◆ What to produce ◆
If a line in the records below contains "Self", copy that line.

··· Records

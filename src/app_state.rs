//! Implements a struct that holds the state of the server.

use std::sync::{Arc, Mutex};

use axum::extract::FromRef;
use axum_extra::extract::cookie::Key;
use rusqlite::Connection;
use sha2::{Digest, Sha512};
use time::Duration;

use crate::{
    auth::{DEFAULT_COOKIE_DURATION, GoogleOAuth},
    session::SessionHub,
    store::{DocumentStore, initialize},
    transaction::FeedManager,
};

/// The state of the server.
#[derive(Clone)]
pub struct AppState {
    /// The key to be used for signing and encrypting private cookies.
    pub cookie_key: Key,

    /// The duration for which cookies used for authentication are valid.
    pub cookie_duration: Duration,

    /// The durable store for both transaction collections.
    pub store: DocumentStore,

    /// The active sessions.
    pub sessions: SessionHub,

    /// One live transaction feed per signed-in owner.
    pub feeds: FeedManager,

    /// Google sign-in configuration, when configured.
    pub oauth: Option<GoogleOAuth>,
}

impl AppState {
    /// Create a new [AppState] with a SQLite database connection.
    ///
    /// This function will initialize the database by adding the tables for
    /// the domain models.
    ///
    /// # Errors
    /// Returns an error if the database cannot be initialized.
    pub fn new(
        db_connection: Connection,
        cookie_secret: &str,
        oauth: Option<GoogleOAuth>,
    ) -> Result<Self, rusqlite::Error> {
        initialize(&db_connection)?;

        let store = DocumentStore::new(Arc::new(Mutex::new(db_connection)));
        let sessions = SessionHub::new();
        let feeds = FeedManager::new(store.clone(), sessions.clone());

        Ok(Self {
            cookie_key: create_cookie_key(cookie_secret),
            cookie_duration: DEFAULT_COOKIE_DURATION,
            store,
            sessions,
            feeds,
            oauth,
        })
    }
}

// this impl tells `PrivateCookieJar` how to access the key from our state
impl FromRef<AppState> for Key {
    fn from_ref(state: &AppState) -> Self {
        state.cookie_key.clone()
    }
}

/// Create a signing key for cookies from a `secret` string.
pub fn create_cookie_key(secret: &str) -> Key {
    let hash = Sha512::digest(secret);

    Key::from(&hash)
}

······

◆ Answer ◆
    ) -> Result<Self, rusqlite::Error> {
        Ok(Self {
    fn from_ref(state: &AppState) -> Self {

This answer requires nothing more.